CD30-positive lymphoproliferations and mycosis fungoides originate from the same T-cell clone and share overlapping oncogenic mutations and gene fusions when occurring in the same patient

Introduction: The emergence of a common progenitor cell has been postulated for the association of CD30-positive lymphoproliferative disease (LPD) and mycosis fungoides (MF) within the same patient. The underlying molecular alterations are unknown. Materials and methods: We analyzed the underlying genetic alterations of 16 samples of two patients suffering both from CD30-positive LPD and MF. Skin biopsies of respective lesions were obtained over a time course of at least 5 years.

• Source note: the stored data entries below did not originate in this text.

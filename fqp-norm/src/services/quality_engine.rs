//! Quality engine: stage run seeding, waterfall reset and gated stages
//!
//! Stage k+1 is attempted only while stage k has PASSED at its currently
//! deployed version. Only label-approved documents take part.

use async_trait::async_trait;
use fqp_common::Result;
use serde::Serialize;
use serde_json::{json, Map, Value};
use sqlx::SqlitePool;
use std::sync::Arc;
use tracing::{debug, info, warn};

use crate::db::{documents, stage_runs, staged, StageOutcome, StagedRecord};
use crate::models::{StageRun, StageStatus, StageVersions, COMPLETENESS_ERROR, STAGE_COUNT};
use crate::services::completeness::check_completeness;
use crate::services::taxonomy::PlaybookRegistry;
use crate::services::waterfall::{run_waterfall, WaterfallReport};
use crate::utils::retry_on_lock;

/// One pluggable quality stage
#[async_trait]
pub trait StageRunner: Send + Sync {
    /// 1-based stage number
    fn stage(&self) -> usize;

    fn version(&self) -> &str;

    /// Evaluate one document; `None` leaves the stage untouched this sweep
    async fn run(&self, record: &StagedRecord) -> Result<Option<StageOutcome>>;
}

/// Stage 1: every provided statement covers its expected taxonomy leaves
pub struct CompletenessStage {
    pool: SqlitePool,
    registry: Arc<PlaybookRegistry>,
    version: String,
}

impl CompletenessStage {
    pub fn new(pool: SqlitePool, registry: Arc<PlaybookRegistry>, version: impl Into<String>) -> Self {
        Self {
            pool,
            registry,
            version: version.into(),
        }
    }

    fn failed(reason: String, details: Option<Value>) -> StageOutcome {
        StageOutcome {
            status: StageStatus::Failed(COMPLETENESS_ERROR.to_string()),
            version: None,
            failure_reason: Some(reason),
            details,
        }
    }
}

#[async_trait]
impl StageRunner for CompletenessStage {
    fn stage(&self) -> usize {
        1
    }

    fn version(&self) -> &str {
        &self.version
    }

    async fn run(&self, record: &StagedRecord) -> Result<Option<StageOutcome>> {
        let (Some(statement), Some(label)) = (record.payload.statement(), record.payload.label())
        else {
            return Ok(Some(Self::failed(
                format!("Canonical labels missing (payload phase '{}')", record.payload.phase()),
                None,
            )));
        };

        let Some(domain_category) =
            documents::domain_category_for(&self.pool, &record.ticker).await?
        else {
            warn!(doc_id = record.doc_id, ticker = %record.ticker, "No company context, completeness not checked");
            return Ok(None);
        };
        let Some(playbook) = self.registry.playbook_for(&domain_category) else {
            warn!(doc_id = record.doc_id, domain_category = %domain_category, "No taxonomy for domain category, completeness not checked");
            return Ok(None);
        };

        let mut unexpected = Map::new();
        for (slot, _) in statement.provided() {
            let expected = playbook.completeness_leaves(slot.kind());
            let result = check_completeness(label.statement(slot), &expected);
            if result.passed {
                if !result.unexpected_ids.is_empty() {
                    unexpected.insert(slot.to_string(), json!(result.unexpected_ids));
                }
                continue;
            }

            debug!(
                doc_id = record.doc_id,
                statement = %slot,
                missing = result.missing_ids.len(),
                "Completeness check failed"
            );
            return Ok(Some(Self::failed(
                format!("Completeness check failed on: {}", slot),
                Some(result.details()),
            )));
        }

        // Ids outside the leaf set never fail the stage but stay visible
        let details = (!unexpected.is_empty())
            .then(|| json!({ "passed": true, "unexpected_ids": Value::Object(unexpected) }));

        Ok(Some(StageOutcome {
            status: StageStatus::Passed,
            version: Some(self.version.clone()),
            failure_reason: None,
            details,
        }))
    }
}

#[derive(Debug, Clone, Default, Serialize)]
pub struct QualityReport {
    pub seeded: u64,
    pub waterfall: WaterfallReport,
    pub attempted: usize,
    pub passed: usize,
    pub failed: usize,
}

pub struct QualityEngine {
    pool: SqlitePool,
    versions: StageVersions,
    runners: Vec<Arc<dyn StageRunner>>,
    max_lock_wait_ms: u64,
}

impl QualityEngine {
    pub fn new(pool: SqlitePool, versions: StageVersions, max_lock_wait_ms: u64) -> Self {
        Self {
            pool,
            versions,
            runners: Vec::new(),
            max_lock_wait_ms,
        }
    }

    /// Register a stage; its version must match the deployed one to run
    pub fn with_runner(mut self, runner: Arc<dyn StageRunner>) -> Self {
        if self.versions.current(runner.stage()) != Some(runner.version()) {
            warn!(
                stage = runner.stage(),
                runner_version = runner.version(),
                deployed = ?self.versions.current(runner.stage()),
                "Stage runner version is not the deployed version, not registering"
            );
            return self;
        }
        self.runners.push(runner);
        self
    }

    fn runner(&self, stage: usize) -> Option<&Arc<dyn StageRunner>> {
        self.runners.iter().find(|r| r.stage() == stage)
    }

    /// Seed, reset drifted runs, then attempt every stage whose gate is open
    pub async fn run_sweep(&self) -> Result<QualityReport> {
        let mut report = QualityReport {
            seeded: retry_on_lock("seed_stage_runs", self.max_lock_wait_ms, || {
                stage_runs::seed_missing(&self.pool)
            })
            .await?,
            ..Default::default()
        };
        report.waterfall = run_waterfall(&self.pool, &self.versions, self.max_lock_wait_ms).await?;

        for mut run in stage_runs::list_label_approved(&self.pool).await? {
            self.advance_run(&mut run, &mut report).await?;
        }

        info!(
            seeded = report.seeded,
            waterfall_resets = report.waterfall.total(),
            attempted = report.attempted,
            passed = report.passed,
            failed = report.failed,
            "Quality sweep complete"
        );
        Ok(report)
    }

    async fn advance_run(&self, run: &mut StageRun, report: &mut QualityReport) -> Result<()> {
        let mut record: Option<StagedRecord> = None;

        for stage in 1..=STAGE_COUNT {
            if self.versions.is_current(run, stage) {
                continue;
            }
            if !self.versions.may_attempt(run, stage) {
                break;
            }
            let Some(runner) = self.runner(stage) else {
                break;
            };

            if record.is_none() {
                record = staged::load_staged(&self.pool, run.doc_id).await?;
            }
            let Some(ref staged_record) = record else {
                warn!(doc_id = run.doc_id, "Stage run without staging record");
                break;
            };

            let Some(outcome) = runner.run(staged_record).await? else {
                break;
            };
            report.attempted += 1;

            let expected = run.stages[stage - 1].status.clone();
            let stored = retry_on_lock("record_stage_outcome", self.max_lock_wait_ms, || {
                stage_runs::record_outcome(&self.pool, run.run_id, stage, &expected, &outcome)
            })
            .await?;
            if !stored {
                debug!(doc_id = run.doc_id, stage, "Stage run changed under us, leaving it");
                break;
            }

            let state = &mut run.stages[stage - 1];
            state.status = outcome.status.clone();
            state.version = outcome.version.clone();

            if outcome.status == StageStatus::Passed {
                report.passed += 1;
            } else {
                report.failed += 1;
                info!(
                    doc_id = run.doc_id,
                    stage,
                    status = %outcome.status,
                    reason = outcome.failure_reason.as_deref().unwrap_or(""),
                    "Stage failed"
                );
                break;
            }
        }

        Ok(())
    }
}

We applied targeted next generation sequencing technologies with a hybrid capture-based DNA library preparation approach to detect mutations. For the identification of fusion transcripts we took advantage of an anchored multiplex PCR next generation sequencing assay. Results: Oncogenic fusions affecting the JAK/STAT signaling pathway were present in all samples obtained both of lesions of CD30-positive LPD and MF. We identified a NPM1-TYK2 fusion in patient 1 and an ILF3-JAK2 fusion in patient 2. In one patient, only the lesions of histologically proven CD30-positive LPD exhibited additional STAT5A mutations that were not present in the MF lesions. Conclusion: CD30-positive LPD and MF show overlapping molecular profiles when occurring within the same patients. Our data imply that constitutive activation of the JAK/STAT signaling pathway by means of mutations and fusions may play a central role for the molecular pathogenesis of both entities.